Starting at the top of the entries, restate word for word each line up to and including the one with "pub struct KernelSettings".
======== Information provided ========
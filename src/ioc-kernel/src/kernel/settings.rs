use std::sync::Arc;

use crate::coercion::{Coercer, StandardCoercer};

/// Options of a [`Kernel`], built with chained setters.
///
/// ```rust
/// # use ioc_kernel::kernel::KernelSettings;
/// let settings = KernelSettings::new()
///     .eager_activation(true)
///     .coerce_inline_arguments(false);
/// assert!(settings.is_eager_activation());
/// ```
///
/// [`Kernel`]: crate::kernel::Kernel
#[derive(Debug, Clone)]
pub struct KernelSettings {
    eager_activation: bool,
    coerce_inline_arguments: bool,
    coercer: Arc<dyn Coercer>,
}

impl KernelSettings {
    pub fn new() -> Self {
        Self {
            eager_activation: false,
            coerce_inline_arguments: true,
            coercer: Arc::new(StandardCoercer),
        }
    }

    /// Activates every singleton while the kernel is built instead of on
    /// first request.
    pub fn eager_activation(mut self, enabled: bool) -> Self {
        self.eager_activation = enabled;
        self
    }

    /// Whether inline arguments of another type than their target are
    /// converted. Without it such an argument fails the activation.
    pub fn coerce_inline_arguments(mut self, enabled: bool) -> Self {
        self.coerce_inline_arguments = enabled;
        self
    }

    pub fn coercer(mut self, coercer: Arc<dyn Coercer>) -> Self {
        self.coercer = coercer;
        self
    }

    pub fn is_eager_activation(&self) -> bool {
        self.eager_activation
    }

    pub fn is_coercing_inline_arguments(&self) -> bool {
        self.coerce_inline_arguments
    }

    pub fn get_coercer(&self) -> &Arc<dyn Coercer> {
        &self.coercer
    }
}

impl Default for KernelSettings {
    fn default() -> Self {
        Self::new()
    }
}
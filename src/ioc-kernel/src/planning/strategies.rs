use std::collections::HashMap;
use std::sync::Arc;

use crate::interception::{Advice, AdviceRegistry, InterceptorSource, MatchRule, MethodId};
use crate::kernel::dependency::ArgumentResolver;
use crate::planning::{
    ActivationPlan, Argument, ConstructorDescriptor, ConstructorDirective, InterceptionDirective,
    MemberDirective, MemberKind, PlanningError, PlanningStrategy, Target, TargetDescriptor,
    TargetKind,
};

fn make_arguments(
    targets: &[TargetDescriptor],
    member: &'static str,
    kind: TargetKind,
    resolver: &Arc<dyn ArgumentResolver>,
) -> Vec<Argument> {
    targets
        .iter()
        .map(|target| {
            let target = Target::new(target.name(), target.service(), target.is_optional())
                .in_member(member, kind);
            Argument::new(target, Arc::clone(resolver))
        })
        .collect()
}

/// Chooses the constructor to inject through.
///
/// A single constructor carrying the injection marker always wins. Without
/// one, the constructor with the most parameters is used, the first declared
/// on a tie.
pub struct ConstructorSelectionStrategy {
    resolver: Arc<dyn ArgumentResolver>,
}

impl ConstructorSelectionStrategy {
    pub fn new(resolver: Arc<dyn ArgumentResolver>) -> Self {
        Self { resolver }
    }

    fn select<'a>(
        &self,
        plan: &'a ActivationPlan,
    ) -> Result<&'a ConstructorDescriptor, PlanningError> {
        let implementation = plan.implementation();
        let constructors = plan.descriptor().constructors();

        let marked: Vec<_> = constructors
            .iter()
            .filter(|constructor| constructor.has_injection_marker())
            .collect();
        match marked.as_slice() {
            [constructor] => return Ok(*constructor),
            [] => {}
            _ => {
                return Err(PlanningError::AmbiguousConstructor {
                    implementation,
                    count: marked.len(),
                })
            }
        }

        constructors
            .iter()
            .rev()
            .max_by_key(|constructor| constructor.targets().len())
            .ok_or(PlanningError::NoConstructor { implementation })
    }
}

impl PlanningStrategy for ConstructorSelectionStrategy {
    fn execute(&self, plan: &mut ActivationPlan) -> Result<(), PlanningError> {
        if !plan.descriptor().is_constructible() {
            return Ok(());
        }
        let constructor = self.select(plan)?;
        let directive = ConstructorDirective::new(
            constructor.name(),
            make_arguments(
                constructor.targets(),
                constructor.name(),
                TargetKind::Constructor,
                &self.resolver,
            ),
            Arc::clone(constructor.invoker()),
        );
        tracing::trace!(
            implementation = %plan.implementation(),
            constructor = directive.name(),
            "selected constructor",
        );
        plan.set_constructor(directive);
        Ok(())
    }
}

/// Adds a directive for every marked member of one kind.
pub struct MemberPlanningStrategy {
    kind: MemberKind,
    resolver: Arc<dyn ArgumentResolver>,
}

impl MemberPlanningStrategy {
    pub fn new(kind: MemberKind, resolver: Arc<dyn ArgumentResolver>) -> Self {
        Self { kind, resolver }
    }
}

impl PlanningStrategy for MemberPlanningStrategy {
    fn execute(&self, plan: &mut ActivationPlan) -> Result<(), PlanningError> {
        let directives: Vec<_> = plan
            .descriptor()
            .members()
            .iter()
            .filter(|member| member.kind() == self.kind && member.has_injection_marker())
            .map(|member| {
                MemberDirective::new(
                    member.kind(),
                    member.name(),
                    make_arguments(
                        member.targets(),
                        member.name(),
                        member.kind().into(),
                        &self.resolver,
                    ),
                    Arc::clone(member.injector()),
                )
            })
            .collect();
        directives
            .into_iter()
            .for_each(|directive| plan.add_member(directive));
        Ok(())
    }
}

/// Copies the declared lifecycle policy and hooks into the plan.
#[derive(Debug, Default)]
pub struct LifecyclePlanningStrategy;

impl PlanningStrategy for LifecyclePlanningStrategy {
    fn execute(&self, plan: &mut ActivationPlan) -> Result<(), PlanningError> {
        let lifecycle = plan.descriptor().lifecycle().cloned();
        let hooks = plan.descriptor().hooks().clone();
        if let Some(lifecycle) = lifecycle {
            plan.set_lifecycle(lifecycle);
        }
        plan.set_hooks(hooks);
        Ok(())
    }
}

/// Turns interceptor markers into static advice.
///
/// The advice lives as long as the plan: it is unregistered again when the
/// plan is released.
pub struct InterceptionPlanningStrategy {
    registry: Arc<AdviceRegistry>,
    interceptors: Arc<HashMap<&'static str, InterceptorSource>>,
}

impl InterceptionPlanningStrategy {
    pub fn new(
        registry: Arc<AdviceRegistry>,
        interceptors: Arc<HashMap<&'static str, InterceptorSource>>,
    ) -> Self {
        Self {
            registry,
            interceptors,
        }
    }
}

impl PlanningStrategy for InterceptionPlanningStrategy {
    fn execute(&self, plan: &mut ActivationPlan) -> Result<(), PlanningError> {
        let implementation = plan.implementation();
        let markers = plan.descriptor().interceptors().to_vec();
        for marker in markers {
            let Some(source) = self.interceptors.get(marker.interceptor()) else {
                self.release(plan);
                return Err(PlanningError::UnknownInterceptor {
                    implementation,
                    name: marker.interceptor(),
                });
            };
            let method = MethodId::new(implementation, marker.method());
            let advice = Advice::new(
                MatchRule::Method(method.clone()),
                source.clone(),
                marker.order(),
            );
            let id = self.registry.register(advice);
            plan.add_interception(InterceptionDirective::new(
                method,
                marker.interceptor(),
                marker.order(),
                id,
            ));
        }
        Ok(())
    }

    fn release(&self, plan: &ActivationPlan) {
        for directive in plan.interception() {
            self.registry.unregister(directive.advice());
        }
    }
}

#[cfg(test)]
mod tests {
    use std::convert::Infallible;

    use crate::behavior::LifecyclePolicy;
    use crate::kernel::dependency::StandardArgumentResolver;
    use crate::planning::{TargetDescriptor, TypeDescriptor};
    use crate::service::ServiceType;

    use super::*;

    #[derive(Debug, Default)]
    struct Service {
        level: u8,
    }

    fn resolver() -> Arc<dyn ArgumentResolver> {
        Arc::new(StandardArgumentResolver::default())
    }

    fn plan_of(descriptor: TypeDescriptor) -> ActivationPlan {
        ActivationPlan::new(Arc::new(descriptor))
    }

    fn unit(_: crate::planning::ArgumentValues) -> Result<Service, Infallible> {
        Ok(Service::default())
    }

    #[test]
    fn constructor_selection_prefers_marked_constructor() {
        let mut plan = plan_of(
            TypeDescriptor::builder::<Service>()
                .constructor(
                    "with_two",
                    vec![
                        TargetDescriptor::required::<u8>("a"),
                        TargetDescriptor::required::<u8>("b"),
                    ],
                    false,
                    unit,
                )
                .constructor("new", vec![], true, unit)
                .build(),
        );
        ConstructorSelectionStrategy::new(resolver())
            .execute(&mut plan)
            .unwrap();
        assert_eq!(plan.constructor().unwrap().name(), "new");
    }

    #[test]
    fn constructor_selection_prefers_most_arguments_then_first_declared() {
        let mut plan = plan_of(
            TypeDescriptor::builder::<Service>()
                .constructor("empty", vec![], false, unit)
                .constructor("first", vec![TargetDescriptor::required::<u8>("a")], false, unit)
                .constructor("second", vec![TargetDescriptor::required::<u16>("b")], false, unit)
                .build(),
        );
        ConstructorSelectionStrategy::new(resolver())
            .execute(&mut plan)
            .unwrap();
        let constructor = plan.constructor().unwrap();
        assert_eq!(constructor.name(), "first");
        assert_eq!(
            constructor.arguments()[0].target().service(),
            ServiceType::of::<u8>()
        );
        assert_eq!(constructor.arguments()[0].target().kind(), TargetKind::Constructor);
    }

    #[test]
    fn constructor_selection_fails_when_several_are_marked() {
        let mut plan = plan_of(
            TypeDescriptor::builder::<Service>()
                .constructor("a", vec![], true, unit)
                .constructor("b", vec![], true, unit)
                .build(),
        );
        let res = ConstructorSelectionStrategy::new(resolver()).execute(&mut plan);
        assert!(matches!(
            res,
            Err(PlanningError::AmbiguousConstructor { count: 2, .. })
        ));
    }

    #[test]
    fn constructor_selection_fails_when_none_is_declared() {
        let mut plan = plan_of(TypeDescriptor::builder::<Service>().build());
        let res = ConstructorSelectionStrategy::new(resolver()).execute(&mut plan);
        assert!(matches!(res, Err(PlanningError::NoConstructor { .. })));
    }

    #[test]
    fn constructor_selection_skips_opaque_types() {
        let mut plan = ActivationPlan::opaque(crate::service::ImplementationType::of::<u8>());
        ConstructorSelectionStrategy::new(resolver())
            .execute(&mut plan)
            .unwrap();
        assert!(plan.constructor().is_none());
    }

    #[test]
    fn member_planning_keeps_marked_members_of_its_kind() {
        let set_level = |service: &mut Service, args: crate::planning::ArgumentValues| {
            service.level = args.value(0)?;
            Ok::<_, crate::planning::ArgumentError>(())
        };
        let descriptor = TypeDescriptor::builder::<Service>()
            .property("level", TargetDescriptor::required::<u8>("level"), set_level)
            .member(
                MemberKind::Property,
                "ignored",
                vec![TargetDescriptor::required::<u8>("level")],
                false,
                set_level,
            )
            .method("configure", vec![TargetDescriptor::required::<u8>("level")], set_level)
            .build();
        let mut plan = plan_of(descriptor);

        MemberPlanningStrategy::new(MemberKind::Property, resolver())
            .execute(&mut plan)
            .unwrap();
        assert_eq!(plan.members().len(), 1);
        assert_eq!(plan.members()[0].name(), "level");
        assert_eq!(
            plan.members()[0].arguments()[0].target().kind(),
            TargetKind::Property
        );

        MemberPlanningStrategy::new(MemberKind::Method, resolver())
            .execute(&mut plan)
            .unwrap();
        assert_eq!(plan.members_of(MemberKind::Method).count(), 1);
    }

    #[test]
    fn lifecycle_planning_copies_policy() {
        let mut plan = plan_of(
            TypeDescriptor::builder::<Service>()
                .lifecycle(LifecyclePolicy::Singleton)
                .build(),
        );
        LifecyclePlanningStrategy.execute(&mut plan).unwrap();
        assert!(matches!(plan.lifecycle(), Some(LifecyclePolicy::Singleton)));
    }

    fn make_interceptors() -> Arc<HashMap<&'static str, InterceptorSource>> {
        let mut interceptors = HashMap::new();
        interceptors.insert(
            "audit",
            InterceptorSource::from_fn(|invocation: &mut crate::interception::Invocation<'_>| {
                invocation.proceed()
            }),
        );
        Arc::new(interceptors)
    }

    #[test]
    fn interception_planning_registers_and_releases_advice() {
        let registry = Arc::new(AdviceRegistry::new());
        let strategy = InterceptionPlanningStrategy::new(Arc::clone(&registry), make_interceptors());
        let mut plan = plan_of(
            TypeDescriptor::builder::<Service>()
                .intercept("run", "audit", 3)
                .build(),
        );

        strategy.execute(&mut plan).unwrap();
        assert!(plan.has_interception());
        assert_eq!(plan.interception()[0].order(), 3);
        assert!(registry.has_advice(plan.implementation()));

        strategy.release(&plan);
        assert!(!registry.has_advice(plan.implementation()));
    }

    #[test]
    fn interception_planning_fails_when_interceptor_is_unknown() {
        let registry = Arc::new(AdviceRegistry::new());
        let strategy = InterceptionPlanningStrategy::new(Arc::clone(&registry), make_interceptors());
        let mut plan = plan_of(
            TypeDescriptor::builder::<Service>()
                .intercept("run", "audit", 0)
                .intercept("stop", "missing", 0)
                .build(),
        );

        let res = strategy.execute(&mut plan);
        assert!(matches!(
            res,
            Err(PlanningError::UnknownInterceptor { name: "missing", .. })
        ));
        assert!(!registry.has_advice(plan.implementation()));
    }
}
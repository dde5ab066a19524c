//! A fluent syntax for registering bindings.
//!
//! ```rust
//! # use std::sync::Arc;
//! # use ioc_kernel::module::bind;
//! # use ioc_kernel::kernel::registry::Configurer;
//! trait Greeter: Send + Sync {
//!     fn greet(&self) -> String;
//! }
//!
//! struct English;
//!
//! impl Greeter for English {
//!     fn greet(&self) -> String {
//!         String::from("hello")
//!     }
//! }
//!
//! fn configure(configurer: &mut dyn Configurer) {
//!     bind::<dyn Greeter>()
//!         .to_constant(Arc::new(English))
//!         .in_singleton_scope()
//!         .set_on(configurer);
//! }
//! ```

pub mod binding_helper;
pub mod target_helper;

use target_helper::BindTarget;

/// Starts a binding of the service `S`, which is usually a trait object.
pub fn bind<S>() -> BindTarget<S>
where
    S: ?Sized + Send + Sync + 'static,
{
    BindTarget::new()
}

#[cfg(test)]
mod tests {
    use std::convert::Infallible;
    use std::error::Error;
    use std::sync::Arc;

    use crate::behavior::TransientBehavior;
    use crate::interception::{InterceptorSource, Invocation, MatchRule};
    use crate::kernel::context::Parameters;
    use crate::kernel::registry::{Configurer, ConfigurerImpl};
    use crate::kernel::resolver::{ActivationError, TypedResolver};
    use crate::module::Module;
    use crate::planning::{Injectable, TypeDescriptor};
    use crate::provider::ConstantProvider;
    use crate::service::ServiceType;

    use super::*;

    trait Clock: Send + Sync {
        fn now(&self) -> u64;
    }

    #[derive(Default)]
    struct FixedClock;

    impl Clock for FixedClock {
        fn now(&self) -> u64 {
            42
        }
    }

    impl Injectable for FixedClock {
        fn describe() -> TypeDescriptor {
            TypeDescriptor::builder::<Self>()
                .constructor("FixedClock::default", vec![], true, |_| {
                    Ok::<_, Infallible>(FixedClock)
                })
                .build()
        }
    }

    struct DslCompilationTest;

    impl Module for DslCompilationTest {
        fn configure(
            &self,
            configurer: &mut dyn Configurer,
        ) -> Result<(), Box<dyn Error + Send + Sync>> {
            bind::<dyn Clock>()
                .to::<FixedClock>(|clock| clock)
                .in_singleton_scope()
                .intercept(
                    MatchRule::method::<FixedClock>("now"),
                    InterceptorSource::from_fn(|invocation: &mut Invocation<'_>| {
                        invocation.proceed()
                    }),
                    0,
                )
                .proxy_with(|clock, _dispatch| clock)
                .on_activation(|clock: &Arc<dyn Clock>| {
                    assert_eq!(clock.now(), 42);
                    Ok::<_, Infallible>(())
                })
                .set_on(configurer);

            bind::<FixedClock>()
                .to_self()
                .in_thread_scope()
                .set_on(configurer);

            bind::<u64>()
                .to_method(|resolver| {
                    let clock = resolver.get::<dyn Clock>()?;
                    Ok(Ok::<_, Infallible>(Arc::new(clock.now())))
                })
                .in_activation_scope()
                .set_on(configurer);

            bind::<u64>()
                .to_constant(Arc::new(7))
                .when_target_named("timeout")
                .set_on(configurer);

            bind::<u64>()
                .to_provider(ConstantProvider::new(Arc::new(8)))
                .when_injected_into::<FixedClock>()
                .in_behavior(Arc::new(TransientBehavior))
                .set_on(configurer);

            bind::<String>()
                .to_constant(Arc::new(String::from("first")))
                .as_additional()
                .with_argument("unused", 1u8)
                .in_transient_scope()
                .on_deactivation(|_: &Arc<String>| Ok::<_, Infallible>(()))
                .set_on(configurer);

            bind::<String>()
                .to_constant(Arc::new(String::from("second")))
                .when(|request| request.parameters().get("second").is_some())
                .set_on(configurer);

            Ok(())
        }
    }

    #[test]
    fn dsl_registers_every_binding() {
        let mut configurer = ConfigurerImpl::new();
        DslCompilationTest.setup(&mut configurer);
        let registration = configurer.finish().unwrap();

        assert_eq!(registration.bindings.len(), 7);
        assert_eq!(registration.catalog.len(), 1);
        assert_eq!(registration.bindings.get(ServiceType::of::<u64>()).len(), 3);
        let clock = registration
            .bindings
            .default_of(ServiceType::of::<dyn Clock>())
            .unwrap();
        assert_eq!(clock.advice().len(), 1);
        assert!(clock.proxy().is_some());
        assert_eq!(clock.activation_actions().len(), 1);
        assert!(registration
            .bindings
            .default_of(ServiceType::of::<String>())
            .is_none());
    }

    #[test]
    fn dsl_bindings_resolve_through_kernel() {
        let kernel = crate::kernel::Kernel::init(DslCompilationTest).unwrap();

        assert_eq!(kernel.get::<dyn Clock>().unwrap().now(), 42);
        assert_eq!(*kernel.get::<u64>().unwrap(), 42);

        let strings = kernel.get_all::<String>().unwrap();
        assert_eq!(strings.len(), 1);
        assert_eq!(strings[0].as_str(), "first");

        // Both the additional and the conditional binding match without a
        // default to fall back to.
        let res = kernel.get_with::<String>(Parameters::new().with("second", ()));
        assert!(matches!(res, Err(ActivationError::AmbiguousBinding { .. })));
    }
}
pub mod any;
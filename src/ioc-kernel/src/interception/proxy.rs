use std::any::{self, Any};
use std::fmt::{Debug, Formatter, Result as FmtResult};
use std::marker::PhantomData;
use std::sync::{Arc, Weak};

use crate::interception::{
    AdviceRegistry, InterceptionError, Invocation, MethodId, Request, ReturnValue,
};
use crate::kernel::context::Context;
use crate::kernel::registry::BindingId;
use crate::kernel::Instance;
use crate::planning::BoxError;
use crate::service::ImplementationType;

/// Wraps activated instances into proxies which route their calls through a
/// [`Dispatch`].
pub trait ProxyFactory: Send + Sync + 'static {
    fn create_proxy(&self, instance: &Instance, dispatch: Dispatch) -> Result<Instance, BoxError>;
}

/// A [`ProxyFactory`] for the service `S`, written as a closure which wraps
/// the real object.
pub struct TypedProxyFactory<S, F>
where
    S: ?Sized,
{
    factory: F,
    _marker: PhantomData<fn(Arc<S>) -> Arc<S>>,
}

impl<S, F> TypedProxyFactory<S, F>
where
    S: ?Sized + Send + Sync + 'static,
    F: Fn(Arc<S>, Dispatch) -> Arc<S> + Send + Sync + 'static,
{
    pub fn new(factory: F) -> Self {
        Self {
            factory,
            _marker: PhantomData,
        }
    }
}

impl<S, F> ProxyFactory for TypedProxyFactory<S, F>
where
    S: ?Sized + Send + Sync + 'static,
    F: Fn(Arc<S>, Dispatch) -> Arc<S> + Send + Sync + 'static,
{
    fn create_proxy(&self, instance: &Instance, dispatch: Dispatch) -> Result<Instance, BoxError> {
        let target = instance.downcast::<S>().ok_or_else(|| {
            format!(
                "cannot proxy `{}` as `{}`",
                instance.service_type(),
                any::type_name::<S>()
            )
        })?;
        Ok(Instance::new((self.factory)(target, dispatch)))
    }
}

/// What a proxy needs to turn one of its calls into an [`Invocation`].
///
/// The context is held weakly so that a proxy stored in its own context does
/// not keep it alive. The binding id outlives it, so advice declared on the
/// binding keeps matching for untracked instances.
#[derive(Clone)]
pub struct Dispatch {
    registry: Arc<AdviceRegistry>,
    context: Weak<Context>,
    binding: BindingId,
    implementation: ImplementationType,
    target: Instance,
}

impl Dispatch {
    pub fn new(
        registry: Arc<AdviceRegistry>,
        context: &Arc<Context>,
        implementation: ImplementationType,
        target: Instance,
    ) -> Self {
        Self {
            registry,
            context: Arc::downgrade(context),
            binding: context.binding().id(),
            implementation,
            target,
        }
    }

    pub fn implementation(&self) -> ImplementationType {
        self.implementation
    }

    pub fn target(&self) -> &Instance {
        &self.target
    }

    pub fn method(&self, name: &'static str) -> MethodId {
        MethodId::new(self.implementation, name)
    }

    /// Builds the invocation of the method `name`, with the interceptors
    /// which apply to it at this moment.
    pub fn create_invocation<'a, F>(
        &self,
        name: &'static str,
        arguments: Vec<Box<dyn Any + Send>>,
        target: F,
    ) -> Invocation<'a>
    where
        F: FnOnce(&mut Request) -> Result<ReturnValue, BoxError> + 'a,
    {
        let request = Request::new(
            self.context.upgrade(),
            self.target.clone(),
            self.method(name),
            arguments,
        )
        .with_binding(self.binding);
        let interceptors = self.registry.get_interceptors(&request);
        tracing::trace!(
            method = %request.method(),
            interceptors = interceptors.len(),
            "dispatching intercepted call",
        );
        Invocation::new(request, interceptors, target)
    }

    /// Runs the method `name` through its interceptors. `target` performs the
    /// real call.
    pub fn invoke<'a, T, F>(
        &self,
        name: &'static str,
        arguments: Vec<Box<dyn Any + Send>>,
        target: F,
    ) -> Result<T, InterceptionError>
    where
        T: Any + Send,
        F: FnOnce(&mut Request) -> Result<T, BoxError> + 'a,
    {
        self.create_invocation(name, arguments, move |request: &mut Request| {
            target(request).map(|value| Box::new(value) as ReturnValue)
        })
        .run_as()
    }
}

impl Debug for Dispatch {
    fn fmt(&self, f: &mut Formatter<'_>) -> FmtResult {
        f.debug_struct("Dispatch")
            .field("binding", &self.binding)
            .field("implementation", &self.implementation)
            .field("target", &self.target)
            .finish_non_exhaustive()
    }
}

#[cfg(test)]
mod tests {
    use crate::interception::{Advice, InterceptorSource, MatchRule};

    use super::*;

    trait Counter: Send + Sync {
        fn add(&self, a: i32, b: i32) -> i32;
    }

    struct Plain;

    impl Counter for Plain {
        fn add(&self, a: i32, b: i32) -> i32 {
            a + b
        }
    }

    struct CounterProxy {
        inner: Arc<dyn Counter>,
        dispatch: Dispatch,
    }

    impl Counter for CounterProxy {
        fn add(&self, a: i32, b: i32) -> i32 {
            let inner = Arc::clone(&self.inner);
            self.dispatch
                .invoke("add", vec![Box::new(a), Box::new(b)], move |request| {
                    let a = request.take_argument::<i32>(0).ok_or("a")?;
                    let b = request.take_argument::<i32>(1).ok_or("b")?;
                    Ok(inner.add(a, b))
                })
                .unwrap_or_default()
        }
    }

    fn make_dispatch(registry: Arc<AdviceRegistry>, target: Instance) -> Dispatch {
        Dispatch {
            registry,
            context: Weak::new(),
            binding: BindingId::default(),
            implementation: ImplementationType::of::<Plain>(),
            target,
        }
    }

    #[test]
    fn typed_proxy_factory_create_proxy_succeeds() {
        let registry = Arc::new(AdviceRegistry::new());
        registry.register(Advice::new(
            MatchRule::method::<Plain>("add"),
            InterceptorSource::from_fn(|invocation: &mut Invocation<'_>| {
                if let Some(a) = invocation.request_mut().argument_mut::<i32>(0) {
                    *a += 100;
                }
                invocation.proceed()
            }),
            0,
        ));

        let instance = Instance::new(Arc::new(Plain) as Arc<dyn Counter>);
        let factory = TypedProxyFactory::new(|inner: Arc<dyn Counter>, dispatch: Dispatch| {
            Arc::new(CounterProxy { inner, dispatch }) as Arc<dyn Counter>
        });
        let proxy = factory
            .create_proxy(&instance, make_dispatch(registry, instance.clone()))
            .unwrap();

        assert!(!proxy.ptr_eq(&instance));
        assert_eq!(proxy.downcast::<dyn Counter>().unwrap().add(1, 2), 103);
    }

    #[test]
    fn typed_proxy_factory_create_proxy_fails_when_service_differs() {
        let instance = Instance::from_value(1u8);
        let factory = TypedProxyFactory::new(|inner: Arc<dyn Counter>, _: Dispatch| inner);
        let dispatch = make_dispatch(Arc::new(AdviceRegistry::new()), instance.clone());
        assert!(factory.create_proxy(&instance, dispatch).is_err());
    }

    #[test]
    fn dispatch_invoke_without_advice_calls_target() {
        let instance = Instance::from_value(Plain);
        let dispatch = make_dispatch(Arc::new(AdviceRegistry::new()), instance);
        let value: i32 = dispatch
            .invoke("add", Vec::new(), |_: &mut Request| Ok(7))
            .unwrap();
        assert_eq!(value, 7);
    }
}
========
▸ Answer to the exercise:
filename src/ioc-kernel/src/kernel/settings.rs
use std::sync::Arc;

use crate::coercion::{Coercer, StandardCoercer};

/// Options of a [`Kernel`], built with chained setters.
///
/// ```rust
/// # use ioc_kernel::kernel::KernelSettings;
/// let settings = KernelSettings::new()
///     .eager_activation(true)
///     .coerce_inline_arguments(false);
/// assert!(settings.is_eager_activation());
/// ```
///
/// [`Kernel`]: crate::kernel::Kernel
#[derive(Debug, Clone)]
pub struct KernelSettings {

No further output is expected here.